Transient analysis in Al-doped barium strontium titanate thin films grown by pulsed laser deposition
Resumo:
Thin films of (Ba0.5Sr0.5)TiO3 (BST) with different concentrations of Al doping were grown using a pulsed laser deposition technique. dc leakage properties were studied as a function of Al doping level and compared to that of undoped BST films. With an initial Al doping level of 0.1 at. % which substitutes Ti in the lattice site, the films showed a decrease in the leakage current, however, for 1 at. % Al doping level the leakage current was found to be relatively higher. Current time measurements at elevated temperatures on 1 at. % Al doped BST films revealed space-charge transient type characteristics. A complete analysis of the transient characteristics was carried out to identify the charge transport process through variation of applied electric field and ambient temperature.
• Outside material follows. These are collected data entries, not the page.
//! Database Migrations
//!
//! Schema migration definitions for the document store and the keyword
//! index. Both live in the same SQLite file; migrations are applied once by
//! the writer connection.

/// Migration definitions
pub const MIGRATIONS: &[Migration] = &[
    Migration {
        version: 1,
        description: "Initial schema: window log, cursor, memcells, episodic records, keyword index",
        up: MIGRATION_V1_UP,
    },
    Migration {
        version: 2,
        description: "Profiles, cluster state, conversation meta, importance evidence, request logs",
        up: MIGRATION_V2_UP,
    },
];

/// A database migration
#[derive(Debug, Clone)]
pub struct Migration {
    /// Version number
    pub version: u32,
    /// Description
    pub description: &'static str,
    /// SQL to apply
    pub up: &'static str,
}

/// V1: window log, conversation cursor, memcells, episodic records, FTS5 keyword index
const MIGRATION_V1_UP: &str = r#"
CREATE TABLE IF NOT EXISTS schema_version (
    version INTEGER NOT NULL,
    applied_at TEXT NOT NULL
);
INSERT INTO schema_version (version, applied_at)
SELECT 0, datetime('now') WHERE NOT EXISTS (SELECT 1 FROM schema_version);

-- Window log: one row per (group, message), status only ever advances
CREATE TABLE IF NOT EXISTS window_entries (
    group_id TEXT NOT NULL,
    message_id TEXT NOT NULL,
    sender TEXT NOT NULL,
    sender_name TEXT,
    role TEXT NOT NULL DEFAULT 'user',
    content TEXT NOT NULL,
    create_time TEXT NOT NULL,
    create_time_ms INTEGER NOT NULL,
    refer_list TEXT NOT NULL DEFAULT '[]',
    sync_status INTEGER NOT NULL DEFAULT -1,
    PRIMARY KEY (group_id, message_id)
);
CREATE INDEX IF NOT EXISTS idx_window_group_time ON window_entries(group_id, create_time_ms);
CREATE INDEX IF NOT EXISTS idx_window_status ON window_entries(group_id, sync_status);

-- Per-group state machine cursor
CREATE TABLE IF NOT EXISTS conversation_status (
    group_id TEXT PRIMARY KEY,
    old_msg_start_ms INTEGER NOT NULL,
    new_msg_start_ms INTEGER NOT NULL,
    last_memcell_ms INTEGER NOT NULL,
    updated_at_ms INTEGER NOT NULL
);

-- Parent memory records; the full cell is stored as JSON
CREATE TABLE IF NOT EXISTS memcells (
    event_id TEXT PRIMARY KEY,
    user_id TEXT NOT NULL,
    group_id TEXT,
    timestamp_ms INTEGER NOT NULL,
    doc TEXT NOT NULL,
    deleted_at_ms INTEGER
);
CREATE INDEX IF NOT EXISTS idx_memcells_user ON memcells(user_id, timestamp_ms);
CREATE INDEX IF NOT EXISTS idx_memcells_group ON memcells(group_id, timestamp_ms);

-- Flattened child records (typed document view)
CREATE TABLE IF NOT EXISTS episodic_records (
    record_id TEXT PRIMARY KEY,
    parent_event_id TEXT NOT NULL,
    memory_sub_type TEXT NOT NULL,
    event_type TEXT NOT NULL,
    user_id TEXT NOT NULL,
    group_id TEXT,
    participants TEXT NOT NULL DEFAULT '[]',
    timestamp_ms INTEGER NOT NULL,
    episode TEXT NOT NULL,
    search_content TEXT NOT NULL DEFAULT '[]',
    memcell_event_id_list TEXT NOT NULL DEFAULT '[]',
    start_time INTEGER NOT NULL DEFAULT 0,
    end_time INTEGER NOT NULL DEFAULT 0,
    metadata TEXT NOT NULL DEFAULT '{}',
    deleted_at_ms INTEGER
);
CREATE INDEX IF NOT EXISTS idx_records_parent ON episodic_records(parent_event_id);
CREATE INDEX IF NOT EXISTS idx_records_user_time ON episodic_records(user_id, timestamp_ms);

-- Keyword index documents (the inverted-index adapter owns these)
CREATE TABLE IF NOT EXISTS keyword_docs (
    record_id TEXT PRIMARY KEY,
    parent_event_id TEXT NOT NULL,
    memory_sub_type TEXT NOT NULL,
    event_type TEXT NOT NULL,
    user_id TEXT NOT NULL,
    group_id TEXT,
    timestamp_ms INTEGER NOT NULL,
    search_text TEXT NOT NULL,
    source TEXT NOT NULL,
    deleted INTEGER NOT NULL DEFAULT 0
);
CREATE INDEX IF NOT EXISTS idx_keyword_user_time ON keyword_docs(user_id, timestamp_ms);
CREATE INDEX IF NOT EXISTS idx_keyword_parent ON keyword_docs(parent_event_id);

-- FTS5 virtual table for BM25 keyword search (porter stemming)
CREATE VIRTUAL TABLE IF NOT EXISTS keyword_fts USING fts5(
    record_id, search_text,
    content='keyword_docs',
    content_rowid='rowid',
    tokenize='porter ascii'
);

CREATE TRIGGER IF NOT EXISTS keyword_ai AFTER INSERT ON keyword_docs BEGIN
    INSERT INTO keyword_fts(rowid, record_id, search_text)
    VALUES (NEW.rowid, NEW.record_id, NEW.search_text);
END;

CREATE TRIGGER IF NOT EXISTS keyword_ad AFTER DELETE ON keyword_docs BEGIN
    INSERT INTO keyword_fts(keyword_fts, rowid, record_id, search_text)
    VALUES ('delete', OLD.rowid, OLD.record_id, OLD.search_text);
END;

CREATE TRIGGER IF NOT EXISTS keyword_au AFTER UPDATE ON keyword_docs BEGIN
    INSERT INTO keyword_fts(keyword_fts, rowid, record_id, search_text)
    VALUES ('delete', OLD.rowid, OLD.record_id, OLD.search_text);
    INSERT INTO keyword_fts(rowid, record_id, search_text)
    VALUES (NEW.rowid, NEW.record_id, NEW.search_text);
END;

UPDATE schema_version SET version = 1, applied_at = datetime('now');
"#;

/// V2: profiles, clustering, conversation metadata, importance, request audit log
const MIGRATION_V2_UP: &str = r#"
CREATE TABLE IF NOT EXISTS profiles (
    user_id TEXT PRIMARY KEY,
    doc TEXT NOT NULL,
    updated_at_ms INTEGER NOT NULL
);

CREATE TABLE IF NOT EXISTS cluster_state (
    group_id TEXT PRIMARY KEY,
    doc TEXT NOT NULL,
    updated_at_ms INTEGER NOT NULL
);

-- group_key '' is the default-fallback record (group_id = null on the wire)
CREATE TABLE IF NOT EXISTS conversation_meta (
    group_key TEXT PRIMARY KEY,
    doc TEXT NOT NULL,
    created_at_ms INTEGER NOT NULL,
    updated_at_ms INTEGER NOT NULL
);

CREATE TABLE IF NOT EXISTS importance_evidence (
    user_id TEXT NOT NULL,
    group_id TEXT NOT NULL,
    speak_count INTEGER NOT NULL DEFAULT 0,
    refer_count INTEGER NOT NULL DEFAULT 0,
    conversation_count INTEGER NOT NULL DEFAULT 0,
    PRIMARY KEY (user_id, group_id)
);
CREATE INDEX IF NOT EXISTS idx_importance_group ON importance_evidence(group_id);

CREATE TABLE IF NOT EXISTS request_logs (
    id INTEGER PRIMARY KEY AUTOINCREMENT,
    endpoint TEXT NOT NULL,
    method TEXT NOT NULL,
    url TEXT NOT NULL,
    group_id TEXT,
    message_id TEXT,
    payload TEXT NOT NULL,
    received_at_ms INTEGER NOT NULL
);
CREATE INDEX IF NOT EXISTS idx_request_logs_group ON request_logs(group_id, received_at_ms);

UPDATE schema_version SET version = 2, applied_at = datetime('now');
"#;

/// Read the current schema version (0 when the version table is missing)
pub fn get_current_version(conn: &rusqlite::Connection) -> rusqlite::Result<u32> {
    let exists: bool = conn.query_row(
        "SELECT EXISTS(SELECT 1 FROM sqlite_master WHERE type='table' AND name='schema_version')",
        [],
        |row| row.get(0),
    )?;
    if !exists {
        return Ok(0);
    }
    conn.query_row("SELECT version FROM schema_version LIMIT 1", [], |row| row.get(0))
}

/// Apply all pending migrations, returning how many ran
pub fn apply_migrations(conn: &rusqlite::Connection) -> rusqlite::Result<u32> {
    let current_version = get_current_version(conn)?;
    let mut applied = 0;

    for migration in MIGRATIONS {
        if migration.version > current_version {
            tracing::info!(
                "Applying migration v{}: {}",
                migration.version,
                migration.description
            );
            conn.execute_batch(migration.up)?;
            applied += 1;
        }
    }

    Ok(applied)
}

// ============================================================================
// TESTS
// ============================================================================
The result revealed a very low mobility process comparable to ionic motion, and was found responsible for the observed feature. Calculation from ionic diffusivity and charge transport revealed a conduction process associated with an activation energy of around 1 eV. The low mobility charge carriers were identified as oxygen vacancies in motion under the application of electric field. Thus a comprehensive understanding of the charge transport process in highly acceptor doped BST was developed and it was conclusive that the excess of oxygen vacancies created by intentional Al doping give rise to space-charge transient type characteristics. © 2001 American Institute of Physics.